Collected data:
· · · · · · ·

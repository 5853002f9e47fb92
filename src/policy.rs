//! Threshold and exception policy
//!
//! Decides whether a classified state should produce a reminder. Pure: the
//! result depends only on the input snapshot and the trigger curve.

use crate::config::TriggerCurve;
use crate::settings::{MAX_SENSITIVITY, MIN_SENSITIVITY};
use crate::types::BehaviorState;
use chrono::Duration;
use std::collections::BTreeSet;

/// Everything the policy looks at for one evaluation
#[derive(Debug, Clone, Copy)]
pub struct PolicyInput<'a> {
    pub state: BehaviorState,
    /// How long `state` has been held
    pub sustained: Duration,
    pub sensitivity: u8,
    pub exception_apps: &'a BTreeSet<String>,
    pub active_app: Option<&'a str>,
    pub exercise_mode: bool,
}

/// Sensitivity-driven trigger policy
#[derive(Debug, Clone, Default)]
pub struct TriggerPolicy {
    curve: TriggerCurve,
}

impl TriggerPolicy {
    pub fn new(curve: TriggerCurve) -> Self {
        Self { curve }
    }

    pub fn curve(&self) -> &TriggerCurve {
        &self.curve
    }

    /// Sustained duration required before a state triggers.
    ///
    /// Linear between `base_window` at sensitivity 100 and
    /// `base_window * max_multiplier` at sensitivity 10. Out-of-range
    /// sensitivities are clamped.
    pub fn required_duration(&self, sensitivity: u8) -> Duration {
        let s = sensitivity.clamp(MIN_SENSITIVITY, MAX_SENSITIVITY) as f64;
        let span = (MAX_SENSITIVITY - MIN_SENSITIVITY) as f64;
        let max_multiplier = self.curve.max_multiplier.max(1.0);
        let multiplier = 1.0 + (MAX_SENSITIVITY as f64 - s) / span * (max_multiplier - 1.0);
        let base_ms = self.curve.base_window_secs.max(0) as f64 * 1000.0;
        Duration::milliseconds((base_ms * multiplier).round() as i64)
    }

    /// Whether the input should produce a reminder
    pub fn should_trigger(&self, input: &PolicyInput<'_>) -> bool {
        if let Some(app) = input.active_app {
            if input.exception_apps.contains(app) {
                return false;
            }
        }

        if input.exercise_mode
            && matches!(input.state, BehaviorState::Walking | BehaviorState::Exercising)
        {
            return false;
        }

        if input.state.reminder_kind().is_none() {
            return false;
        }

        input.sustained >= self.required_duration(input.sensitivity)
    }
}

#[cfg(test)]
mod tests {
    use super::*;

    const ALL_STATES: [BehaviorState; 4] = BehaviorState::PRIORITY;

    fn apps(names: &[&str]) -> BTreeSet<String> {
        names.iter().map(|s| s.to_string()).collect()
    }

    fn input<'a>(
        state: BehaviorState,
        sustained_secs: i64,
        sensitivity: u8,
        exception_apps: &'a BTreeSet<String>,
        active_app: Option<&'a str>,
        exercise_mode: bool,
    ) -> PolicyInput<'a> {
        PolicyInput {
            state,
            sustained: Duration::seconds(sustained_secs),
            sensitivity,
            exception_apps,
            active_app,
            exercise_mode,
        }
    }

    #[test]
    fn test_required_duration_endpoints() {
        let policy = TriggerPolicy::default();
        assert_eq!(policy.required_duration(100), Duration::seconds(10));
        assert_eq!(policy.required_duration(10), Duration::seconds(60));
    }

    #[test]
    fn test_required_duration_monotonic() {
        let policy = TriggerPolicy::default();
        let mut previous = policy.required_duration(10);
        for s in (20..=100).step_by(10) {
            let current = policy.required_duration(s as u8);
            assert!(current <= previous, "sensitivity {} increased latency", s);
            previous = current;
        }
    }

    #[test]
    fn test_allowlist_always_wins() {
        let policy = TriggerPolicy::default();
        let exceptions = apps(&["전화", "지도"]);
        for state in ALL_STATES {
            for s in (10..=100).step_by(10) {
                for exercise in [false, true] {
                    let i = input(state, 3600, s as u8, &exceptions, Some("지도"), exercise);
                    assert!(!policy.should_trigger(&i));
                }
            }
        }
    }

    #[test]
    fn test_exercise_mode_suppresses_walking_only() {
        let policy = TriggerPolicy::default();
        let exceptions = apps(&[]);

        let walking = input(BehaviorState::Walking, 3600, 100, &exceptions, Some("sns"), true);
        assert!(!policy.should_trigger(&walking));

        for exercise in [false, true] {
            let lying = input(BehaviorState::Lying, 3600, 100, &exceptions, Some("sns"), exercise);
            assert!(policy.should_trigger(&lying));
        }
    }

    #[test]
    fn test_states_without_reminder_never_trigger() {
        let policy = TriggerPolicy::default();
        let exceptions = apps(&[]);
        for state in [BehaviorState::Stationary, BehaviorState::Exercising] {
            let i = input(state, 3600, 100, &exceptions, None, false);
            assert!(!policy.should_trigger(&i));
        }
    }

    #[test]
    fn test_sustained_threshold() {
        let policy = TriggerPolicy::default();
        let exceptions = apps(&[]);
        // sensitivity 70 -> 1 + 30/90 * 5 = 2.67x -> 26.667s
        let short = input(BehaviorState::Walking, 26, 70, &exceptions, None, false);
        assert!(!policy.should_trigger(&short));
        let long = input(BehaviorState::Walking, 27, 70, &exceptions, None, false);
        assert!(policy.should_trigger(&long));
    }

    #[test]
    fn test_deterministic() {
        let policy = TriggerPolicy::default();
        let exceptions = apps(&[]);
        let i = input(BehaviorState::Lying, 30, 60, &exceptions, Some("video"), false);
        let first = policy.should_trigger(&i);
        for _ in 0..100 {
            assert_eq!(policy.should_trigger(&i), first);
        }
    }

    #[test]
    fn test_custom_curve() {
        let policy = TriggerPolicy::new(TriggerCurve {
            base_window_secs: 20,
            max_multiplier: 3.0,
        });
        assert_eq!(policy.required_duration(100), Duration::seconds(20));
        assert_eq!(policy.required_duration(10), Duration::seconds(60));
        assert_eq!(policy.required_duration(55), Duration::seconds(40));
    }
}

· · · · · · ·

Run a filter over the data above and keep each line that contains the word "current".

            let current = policy.required_duration(s as u8);
            assert!(current <= previous, "sensitivity {} increased latency", s);
            previous = current;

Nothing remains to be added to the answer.